Data supplied:
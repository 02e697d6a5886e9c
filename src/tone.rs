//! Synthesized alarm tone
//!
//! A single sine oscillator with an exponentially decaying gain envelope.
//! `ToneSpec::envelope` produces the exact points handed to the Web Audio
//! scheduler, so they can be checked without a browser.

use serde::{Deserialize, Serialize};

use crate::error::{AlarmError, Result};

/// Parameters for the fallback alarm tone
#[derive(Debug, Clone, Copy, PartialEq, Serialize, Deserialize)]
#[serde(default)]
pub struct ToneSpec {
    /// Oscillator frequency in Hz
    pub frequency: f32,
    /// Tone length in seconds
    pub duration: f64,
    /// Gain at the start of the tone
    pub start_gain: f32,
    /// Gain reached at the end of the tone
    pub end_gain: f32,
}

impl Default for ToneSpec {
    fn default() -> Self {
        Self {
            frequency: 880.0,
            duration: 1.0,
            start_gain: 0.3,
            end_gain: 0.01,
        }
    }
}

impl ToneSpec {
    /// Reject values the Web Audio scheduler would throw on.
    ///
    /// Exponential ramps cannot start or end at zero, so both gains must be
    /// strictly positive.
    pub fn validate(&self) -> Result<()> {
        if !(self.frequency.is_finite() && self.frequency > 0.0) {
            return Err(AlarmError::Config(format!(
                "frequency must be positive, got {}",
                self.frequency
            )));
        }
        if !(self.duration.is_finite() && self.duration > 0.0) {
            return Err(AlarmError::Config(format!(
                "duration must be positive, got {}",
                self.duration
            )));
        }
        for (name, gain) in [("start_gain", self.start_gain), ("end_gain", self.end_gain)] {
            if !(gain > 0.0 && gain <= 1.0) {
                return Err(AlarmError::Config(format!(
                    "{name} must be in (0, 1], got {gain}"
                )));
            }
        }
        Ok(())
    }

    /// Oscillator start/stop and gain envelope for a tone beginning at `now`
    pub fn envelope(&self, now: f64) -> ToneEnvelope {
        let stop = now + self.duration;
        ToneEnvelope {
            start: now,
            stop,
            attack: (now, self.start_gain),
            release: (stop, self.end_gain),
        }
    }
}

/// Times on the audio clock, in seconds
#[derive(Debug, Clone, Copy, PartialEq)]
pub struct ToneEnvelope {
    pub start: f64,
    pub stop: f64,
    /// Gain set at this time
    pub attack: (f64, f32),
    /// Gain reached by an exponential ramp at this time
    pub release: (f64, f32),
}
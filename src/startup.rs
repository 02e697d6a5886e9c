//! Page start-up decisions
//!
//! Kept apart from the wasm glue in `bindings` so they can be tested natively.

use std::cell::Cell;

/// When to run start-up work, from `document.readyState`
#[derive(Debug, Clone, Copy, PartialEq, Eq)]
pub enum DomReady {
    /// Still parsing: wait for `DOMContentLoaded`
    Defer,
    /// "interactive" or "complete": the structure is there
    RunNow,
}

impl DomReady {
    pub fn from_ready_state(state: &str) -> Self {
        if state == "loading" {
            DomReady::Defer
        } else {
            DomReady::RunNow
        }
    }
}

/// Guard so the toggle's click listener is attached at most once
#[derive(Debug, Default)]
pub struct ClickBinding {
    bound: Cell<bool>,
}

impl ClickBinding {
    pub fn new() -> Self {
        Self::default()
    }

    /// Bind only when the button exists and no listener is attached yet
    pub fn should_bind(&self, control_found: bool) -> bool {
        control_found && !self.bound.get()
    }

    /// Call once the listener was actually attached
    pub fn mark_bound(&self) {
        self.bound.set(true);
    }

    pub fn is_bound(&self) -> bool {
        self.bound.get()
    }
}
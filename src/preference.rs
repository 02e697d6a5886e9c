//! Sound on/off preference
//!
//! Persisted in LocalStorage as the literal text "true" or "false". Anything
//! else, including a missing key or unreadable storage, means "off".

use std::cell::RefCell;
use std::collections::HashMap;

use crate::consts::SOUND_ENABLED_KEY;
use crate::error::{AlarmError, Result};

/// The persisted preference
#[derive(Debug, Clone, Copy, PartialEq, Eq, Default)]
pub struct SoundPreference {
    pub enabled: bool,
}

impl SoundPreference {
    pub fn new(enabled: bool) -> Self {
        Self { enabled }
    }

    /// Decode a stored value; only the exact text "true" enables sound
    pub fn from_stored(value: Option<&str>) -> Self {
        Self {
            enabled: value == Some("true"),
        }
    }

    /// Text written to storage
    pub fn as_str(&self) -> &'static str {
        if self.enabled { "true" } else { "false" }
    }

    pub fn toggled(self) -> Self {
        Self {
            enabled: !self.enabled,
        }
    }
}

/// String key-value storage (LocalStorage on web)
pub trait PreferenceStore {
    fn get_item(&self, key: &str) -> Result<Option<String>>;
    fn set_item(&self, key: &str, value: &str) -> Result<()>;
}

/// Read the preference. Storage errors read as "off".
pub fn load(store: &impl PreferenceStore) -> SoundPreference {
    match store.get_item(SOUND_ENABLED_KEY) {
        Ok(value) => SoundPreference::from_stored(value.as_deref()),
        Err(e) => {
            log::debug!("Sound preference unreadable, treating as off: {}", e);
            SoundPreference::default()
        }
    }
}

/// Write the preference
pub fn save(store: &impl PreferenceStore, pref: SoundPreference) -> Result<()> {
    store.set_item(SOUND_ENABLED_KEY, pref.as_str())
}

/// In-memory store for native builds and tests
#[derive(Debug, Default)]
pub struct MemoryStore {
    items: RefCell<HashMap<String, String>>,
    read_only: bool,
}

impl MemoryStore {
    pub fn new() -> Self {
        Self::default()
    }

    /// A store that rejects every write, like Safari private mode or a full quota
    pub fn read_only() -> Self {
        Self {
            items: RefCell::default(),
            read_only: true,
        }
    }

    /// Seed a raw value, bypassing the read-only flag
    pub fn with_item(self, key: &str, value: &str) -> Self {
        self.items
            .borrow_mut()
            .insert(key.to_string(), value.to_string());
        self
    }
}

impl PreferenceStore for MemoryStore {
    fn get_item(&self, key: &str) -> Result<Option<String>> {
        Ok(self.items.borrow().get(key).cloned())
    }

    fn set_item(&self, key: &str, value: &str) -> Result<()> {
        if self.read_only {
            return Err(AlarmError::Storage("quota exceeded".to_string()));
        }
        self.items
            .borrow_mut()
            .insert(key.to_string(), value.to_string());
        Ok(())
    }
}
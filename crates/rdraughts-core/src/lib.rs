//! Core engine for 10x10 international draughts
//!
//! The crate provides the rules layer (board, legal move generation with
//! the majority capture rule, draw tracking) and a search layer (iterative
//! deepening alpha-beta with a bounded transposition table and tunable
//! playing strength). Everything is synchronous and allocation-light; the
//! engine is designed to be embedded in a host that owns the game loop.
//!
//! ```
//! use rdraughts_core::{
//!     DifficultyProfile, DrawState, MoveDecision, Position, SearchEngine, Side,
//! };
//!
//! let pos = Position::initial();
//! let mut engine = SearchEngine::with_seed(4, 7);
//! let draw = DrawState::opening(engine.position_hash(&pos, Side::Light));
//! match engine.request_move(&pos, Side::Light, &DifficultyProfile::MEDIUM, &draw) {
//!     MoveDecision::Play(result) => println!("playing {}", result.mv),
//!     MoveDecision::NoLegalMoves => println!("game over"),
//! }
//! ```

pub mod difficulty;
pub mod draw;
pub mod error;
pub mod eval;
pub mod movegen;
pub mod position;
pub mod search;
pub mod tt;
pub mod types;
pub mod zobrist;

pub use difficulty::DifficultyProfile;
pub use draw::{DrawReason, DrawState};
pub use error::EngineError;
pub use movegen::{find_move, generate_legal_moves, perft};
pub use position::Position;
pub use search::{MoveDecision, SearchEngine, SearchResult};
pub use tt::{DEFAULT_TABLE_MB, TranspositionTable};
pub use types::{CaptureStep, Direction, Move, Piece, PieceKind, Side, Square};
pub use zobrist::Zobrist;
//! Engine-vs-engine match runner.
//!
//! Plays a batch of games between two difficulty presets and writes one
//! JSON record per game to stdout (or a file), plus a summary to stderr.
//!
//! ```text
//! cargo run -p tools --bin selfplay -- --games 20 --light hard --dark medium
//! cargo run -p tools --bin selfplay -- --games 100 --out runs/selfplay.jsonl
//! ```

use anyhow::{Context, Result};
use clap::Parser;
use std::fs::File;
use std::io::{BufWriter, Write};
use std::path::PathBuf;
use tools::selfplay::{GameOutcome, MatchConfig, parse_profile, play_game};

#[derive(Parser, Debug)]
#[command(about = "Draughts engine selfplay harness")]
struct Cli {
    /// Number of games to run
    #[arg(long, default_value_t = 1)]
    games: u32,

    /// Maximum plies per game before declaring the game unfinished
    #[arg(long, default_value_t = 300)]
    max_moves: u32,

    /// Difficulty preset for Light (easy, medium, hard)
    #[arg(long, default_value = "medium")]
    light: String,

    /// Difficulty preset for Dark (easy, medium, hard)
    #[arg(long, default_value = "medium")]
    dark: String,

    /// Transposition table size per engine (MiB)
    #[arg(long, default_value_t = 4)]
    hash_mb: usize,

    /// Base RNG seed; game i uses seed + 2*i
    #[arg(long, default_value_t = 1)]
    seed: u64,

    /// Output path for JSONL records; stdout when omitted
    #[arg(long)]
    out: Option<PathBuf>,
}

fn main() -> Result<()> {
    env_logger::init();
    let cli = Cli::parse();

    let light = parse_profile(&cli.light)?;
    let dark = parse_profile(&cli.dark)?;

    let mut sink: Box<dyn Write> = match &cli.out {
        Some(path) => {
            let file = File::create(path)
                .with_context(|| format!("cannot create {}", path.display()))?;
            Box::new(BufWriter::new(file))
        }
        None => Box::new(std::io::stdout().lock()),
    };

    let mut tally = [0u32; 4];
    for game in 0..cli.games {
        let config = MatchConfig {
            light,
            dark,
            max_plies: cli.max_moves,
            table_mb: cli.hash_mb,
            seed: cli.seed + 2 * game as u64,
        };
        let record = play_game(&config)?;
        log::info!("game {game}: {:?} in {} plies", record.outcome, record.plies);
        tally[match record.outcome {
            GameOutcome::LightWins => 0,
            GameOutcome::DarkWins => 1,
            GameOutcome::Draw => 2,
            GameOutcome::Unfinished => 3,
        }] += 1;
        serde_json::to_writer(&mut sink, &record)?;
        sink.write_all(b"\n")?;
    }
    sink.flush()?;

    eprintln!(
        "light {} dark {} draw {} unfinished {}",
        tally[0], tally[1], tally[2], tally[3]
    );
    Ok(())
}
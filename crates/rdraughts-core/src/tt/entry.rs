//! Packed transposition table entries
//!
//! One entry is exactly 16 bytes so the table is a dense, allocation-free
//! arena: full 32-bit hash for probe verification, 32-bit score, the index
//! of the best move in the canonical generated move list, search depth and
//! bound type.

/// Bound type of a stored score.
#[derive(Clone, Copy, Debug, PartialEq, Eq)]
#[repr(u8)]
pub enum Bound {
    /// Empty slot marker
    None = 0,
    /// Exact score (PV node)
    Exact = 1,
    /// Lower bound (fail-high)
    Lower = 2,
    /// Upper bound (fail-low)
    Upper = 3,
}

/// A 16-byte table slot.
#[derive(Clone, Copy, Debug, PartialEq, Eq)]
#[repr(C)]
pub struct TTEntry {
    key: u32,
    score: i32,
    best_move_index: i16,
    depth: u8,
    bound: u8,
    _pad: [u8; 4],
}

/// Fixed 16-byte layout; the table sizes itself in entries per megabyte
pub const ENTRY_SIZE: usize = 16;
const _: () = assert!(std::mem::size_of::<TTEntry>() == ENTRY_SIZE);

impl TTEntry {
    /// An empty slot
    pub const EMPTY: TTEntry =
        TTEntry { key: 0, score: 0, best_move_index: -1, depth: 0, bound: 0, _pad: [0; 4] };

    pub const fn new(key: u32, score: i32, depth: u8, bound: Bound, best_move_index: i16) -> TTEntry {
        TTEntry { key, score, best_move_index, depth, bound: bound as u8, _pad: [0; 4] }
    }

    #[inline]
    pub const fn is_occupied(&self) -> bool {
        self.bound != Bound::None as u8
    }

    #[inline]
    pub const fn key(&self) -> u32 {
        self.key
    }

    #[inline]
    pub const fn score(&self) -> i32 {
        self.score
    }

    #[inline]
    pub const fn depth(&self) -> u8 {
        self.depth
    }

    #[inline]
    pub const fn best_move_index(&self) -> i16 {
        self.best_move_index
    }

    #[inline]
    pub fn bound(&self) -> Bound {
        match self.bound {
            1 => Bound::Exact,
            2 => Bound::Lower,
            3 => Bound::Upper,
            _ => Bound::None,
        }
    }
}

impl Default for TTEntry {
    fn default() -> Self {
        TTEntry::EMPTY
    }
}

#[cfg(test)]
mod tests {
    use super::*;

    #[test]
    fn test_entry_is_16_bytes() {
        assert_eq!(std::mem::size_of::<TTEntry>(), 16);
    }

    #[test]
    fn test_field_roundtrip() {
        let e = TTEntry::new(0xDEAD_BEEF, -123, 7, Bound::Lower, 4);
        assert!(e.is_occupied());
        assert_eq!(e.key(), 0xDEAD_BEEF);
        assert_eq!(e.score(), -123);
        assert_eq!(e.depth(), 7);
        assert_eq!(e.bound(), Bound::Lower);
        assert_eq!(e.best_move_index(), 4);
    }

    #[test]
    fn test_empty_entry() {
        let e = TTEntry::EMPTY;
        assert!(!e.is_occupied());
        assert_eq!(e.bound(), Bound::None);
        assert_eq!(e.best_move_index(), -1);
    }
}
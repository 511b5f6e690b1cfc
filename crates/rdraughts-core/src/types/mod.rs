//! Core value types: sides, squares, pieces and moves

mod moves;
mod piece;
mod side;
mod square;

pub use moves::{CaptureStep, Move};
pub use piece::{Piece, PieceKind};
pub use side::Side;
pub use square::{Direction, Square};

What the exercise asks: In the entries above, find the line holding "pub struct SoundPreference" and the line holding "preference unreadable, treating", then retype exactly those two lines and every line between them, and nothing else.

Output for this exercise:
pub struct SoundPreference {
    pub enabled: bool,
}

impl SoundPreference {
    pub fn new(enabled: bool) -> Self {
        Self { enabled }
    }

    /// Decode a stored value; only the exact text "true" enables sound
    pub fn from_stored(value: Option<&str>) -> Self {
        Self {
            enabled: value == Some("true"),
        }
    }

    /// Text written to storage
    pub fn as_str(&self) -> &'static str {
        if self.enabled { "true" } else { "false" }
    }

    pub fn toggled(self) -> Self {
        Self {
            enabled: !self.enabled,
        }
    }
}

/// String key-value storage (LocalStorage on web)
pub trait PreferenceStore {
    fn get_item(&self, key: &str) -> Result<Option<String>>;
    fn set_item(&self, key: &str, value: &str) -> Result<()>;
}

/// Read the preference. Storage errors read as "off".
pub fn load(store: &impl PreferenceStore) -> SoundPreference {
    match store.get_item(SOUND_ENABLED_KEY) {
        Ok(value) => SoundPreference::from_stored(value.as_deref()),
        Err(e) => {
            log::debug!("Sound preference unreadable, treating as off: {}", e);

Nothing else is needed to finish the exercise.